▶ [Dataset content]:
>>>
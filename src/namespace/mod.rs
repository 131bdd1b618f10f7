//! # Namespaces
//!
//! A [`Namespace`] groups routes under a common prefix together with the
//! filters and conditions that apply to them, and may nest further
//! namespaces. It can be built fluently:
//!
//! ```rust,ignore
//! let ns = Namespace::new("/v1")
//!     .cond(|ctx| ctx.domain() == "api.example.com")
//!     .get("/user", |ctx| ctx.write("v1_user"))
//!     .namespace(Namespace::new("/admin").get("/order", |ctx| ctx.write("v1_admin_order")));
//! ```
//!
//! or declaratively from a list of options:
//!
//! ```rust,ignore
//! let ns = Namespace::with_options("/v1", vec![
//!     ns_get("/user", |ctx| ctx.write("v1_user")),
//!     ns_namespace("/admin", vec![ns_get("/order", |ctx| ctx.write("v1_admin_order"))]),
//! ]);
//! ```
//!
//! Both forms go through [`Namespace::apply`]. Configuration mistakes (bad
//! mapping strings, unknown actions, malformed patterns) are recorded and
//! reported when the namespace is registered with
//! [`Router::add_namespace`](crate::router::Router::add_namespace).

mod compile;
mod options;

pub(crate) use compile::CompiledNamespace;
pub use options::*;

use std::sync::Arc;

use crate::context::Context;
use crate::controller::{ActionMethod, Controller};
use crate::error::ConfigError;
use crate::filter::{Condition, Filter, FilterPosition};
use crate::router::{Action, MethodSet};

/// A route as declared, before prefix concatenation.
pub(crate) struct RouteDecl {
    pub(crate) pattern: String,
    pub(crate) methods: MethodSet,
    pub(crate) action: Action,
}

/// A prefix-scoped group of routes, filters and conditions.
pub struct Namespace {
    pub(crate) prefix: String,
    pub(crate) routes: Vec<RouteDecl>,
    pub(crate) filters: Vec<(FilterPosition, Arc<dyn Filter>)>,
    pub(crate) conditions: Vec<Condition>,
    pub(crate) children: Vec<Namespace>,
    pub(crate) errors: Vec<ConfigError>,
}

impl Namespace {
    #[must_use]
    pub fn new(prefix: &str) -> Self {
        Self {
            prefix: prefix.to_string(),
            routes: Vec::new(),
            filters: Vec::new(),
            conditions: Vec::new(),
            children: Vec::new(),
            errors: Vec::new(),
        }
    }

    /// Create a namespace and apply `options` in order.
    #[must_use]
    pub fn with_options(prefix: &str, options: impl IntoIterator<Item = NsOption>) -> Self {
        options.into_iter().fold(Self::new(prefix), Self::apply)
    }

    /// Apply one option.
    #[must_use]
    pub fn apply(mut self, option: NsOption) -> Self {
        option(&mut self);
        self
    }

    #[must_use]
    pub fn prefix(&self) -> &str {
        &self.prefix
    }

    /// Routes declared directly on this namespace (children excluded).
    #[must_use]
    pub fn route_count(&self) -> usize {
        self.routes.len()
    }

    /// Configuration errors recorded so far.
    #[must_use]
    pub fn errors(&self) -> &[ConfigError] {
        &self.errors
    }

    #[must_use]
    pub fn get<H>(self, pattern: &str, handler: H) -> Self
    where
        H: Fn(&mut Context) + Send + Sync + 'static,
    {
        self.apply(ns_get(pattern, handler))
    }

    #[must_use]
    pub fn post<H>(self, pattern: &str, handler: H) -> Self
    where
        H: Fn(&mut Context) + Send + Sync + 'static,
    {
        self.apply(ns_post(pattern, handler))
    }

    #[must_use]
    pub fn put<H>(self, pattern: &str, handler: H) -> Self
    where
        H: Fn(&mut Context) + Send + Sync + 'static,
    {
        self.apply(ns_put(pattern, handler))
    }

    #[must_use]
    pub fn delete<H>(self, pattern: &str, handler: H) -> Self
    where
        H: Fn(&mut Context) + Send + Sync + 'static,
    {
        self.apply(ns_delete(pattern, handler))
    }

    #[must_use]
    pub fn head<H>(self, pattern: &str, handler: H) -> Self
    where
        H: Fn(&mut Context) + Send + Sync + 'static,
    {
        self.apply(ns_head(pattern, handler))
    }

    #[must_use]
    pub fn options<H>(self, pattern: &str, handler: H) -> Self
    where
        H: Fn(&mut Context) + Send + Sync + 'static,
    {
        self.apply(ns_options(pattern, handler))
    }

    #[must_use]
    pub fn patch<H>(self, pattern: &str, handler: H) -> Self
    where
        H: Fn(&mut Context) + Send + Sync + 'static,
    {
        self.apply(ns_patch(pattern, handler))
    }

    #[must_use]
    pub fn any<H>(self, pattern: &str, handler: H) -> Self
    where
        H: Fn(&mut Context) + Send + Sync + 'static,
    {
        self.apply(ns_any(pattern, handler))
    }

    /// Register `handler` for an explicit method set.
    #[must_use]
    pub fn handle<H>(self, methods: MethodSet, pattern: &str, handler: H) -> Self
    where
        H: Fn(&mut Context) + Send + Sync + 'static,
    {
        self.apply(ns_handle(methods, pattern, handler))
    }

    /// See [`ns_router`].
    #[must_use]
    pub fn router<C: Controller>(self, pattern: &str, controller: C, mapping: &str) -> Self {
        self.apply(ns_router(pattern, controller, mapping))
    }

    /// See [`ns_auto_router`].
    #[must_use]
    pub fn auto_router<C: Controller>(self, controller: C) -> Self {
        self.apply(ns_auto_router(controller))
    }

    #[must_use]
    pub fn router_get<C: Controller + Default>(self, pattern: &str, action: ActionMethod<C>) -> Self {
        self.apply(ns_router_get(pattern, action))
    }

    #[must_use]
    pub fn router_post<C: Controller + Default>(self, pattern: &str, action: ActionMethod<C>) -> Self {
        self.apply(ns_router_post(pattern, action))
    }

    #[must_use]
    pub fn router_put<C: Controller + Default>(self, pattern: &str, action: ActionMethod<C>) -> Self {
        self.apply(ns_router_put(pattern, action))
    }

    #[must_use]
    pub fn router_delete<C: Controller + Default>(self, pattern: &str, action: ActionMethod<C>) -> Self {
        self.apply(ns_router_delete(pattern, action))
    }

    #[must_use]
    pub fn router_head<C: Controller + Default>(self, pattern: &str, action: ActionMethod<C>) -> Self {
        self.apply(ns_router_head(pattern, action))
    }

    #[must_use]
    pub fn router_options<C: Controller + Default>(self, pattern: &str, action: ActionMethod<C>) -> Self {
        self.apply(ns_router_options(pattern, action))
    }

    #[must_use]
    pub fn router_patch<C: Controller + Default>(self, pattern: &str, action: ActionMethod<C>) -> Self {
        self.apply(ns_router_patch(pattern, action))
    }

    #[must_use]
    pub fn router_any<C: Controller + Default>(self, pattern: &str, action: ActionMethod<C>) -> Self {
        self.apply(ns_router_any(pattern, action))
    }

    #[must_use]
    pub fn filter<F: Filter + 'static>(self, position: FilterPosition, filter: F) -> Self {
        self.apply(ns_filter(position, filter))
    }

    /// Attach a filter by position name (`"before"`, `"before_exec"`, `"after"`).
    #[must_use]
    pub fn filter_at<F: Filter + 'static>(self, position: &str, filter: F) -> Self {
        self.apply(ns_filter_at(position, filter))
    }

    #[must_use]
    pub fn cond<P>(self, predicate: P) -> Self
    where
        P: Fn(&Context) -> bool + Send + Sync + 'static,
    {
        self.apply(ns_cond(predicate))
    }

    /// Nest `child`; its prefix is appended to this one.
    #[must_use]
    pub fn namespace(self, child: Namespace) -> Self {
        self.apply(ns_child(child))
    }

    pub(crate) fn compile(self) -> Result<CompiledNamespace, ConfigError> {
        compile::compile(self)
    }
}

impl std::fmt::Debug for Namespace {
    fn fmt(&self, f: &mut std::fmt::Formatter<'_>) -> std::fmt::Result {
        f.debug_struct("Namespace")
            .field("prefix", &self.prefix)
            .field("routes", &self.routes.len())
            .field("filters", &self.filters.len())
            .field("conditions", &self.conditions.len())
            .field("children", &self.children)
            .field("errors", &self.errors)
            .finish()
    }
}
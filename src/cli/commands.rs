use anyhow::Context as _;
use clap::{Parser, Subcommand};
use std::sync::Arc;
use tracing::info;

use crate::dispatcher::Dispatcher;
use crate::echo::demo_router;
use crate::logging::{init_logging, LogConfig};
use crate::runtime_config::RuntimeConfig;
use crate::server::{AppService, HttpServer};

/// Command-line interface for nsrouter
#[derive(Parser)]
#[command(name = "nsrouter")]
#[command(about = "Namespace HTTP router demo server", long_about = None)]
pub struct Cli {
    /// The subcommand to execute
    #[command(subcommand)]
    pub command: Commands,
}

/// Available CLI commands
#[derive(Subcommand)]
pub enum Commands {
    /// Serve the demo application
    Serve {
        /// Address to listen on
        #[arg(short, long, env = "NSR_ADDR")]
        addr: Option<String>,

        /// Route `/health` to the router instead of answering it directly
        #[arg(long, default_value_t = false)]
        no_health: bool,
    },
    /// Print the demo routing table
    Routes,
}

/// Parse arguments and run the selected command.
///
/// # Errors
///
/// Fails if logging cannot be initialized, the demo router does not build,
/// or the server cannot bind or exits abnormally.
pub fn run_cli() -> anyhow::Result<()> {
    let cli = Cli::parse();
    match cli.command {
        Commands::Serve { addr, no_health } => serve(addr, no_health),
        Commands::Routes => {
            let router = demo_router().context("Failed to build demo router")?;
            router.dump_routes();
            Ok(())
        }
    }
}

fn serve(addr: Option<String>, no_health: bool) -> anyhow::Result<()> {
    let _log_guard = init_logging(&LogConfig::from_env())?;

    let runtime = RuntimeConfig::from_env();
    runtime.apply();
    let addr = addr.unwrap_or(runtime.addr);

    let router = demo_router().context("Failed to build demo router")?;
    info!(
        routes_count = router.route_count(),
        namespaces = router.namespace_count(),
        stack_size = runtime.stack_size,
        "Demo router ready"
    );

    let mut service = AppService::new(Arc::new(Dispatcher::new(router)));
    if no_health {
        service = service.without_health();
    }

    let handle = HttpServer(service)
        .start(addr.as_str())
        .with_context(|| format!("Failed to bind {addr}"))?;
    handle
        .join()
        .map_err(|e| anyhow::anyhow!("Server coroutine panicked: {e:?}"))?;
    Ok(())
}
<<<
>>>
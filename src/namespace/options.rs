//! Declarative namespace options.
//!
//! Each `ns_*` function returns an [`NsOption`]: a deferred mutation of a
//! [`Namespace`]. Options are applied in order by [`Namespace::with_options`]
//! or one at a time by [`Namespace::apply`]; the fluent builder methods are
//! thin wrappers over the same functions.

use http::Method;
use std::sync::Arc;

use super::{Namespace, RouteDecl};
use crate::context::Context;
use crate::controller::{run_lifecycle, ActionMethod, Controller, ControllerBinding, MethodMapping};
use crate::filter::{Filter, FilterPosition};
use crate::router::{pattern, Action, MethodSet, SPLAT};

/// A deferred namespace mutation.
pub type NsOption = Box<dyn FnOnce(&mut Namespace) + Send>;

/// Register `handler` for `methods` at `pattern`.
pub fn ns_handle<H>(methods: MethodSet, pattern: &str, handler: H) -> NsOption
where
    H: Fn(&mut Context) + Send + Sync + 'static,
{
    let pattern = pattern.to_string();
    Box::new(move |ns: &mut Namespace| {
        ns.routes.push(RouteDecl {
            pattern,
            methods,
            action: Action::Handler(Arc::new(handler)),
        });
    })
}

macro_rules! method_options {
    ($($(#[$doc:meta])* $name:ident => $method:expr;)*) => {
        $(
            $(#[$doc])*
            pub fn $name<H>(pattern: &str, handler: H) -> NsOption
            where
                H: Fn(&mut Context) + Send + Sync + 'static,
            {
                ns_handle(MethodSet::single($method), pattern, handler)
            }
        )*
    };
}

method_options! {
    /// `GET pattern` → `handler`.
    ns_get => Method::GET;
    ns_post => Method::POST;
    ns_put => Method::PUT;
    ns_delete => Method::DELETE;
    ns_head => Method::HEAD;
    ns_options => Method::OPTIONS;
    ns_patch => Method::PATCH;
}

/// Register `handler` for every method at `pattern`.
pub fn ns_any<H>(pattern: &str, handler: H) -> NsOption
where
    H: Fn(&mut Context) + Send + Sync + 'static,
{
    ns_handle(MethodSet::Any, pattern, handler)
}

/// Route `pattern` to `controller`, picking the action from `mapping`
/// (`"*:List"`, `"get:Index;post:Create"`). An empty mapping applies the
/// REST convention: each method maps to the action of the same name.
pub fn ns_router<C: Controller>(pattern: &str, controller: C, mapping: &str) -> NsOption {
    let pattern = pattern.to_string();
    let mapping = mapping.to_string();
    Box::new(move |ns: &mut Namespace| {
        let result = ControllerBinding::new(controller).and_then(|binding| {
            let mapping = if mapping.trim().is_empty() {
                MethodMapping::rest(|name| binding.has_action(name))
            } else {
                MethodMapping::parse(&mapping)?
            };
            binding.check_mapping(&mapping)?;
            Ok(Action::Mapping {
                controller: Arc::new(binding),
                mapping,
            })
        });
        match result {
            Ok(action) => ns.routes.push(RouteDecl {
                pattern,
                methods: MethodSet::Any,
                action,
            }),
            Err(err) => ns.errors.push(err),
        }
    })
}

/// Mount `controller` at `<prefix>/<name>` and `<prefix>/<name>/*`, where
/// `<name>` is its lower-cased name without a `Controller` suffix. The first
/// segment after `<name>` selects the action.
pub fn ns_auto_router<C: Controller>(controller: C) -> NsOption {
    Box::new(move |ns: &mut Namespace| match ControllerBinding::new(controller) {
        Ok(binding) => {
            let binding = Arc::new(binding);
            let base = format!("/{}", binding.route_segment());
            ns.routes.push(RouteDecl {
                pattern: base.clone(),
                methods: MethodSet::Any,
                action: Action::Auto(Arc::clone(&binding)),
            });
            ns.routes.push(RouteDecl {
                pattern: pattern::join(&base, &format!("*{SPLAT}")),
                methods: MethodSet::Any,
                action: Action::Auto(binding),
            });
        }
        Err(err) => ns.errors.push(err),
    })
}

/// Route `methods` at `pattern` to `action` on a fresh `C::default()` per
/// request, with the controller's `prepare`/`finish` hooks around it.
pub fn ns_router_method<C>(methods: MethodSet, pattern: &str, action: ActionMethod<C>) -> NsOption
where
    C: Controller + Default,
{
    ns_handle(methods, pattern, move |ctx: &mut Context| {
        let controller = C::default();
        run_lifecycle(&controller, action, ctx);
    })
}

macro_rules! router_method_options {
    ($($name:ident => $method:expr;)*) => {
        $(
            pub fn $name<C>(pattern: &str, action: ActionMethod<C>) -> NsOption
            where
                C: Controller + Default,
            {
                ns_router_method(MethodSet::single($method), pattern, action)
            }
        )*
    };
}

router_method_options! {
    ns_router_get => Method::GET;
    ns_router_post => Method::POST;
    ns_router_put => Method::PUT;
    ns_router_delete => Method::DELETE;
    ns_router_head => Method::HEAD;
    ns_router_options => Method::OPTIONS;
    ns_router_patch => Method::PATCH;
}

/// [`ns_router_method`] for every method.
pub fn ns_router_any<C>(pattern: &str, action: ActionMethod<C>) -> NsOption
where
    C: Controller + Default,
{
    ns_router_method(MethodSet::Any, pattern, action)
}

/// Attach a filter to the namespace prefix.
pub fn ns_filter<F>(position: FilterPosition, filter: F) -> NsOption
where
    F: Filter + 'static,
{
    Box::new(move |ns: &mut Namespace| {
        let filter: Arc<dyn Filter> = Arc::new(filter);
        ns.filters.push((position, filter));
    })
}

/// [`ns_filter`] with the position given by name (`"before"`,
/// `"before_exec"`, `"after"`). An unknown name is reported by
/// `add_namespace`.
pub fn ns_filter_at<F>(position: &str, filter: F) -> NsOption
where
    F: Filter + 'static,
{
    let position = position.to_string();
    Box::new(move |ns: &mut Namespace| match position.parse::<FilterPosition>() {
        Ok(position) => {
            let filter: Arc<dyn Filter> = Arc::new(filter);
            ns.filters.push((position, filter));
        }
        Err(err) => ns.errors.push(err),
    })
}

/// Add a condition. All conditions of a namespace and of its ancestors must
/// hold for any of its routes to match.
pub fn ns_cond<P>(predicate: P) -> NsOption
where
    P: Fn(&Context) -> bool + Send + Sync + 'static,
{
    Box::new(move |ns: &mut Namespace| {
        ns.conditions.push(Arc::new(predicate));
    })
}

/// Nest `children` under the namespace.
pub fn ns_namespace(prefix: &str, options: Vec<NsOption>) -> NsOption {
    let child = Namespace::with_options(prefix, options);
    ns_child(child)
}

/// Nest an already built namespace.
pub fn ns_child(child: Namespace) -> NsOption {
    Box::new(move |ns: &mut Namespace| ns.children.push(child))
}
<<<
Return from the data every line that holds "built".

//! namespaces. It can be built fluently:
/// Nest an already built namespace.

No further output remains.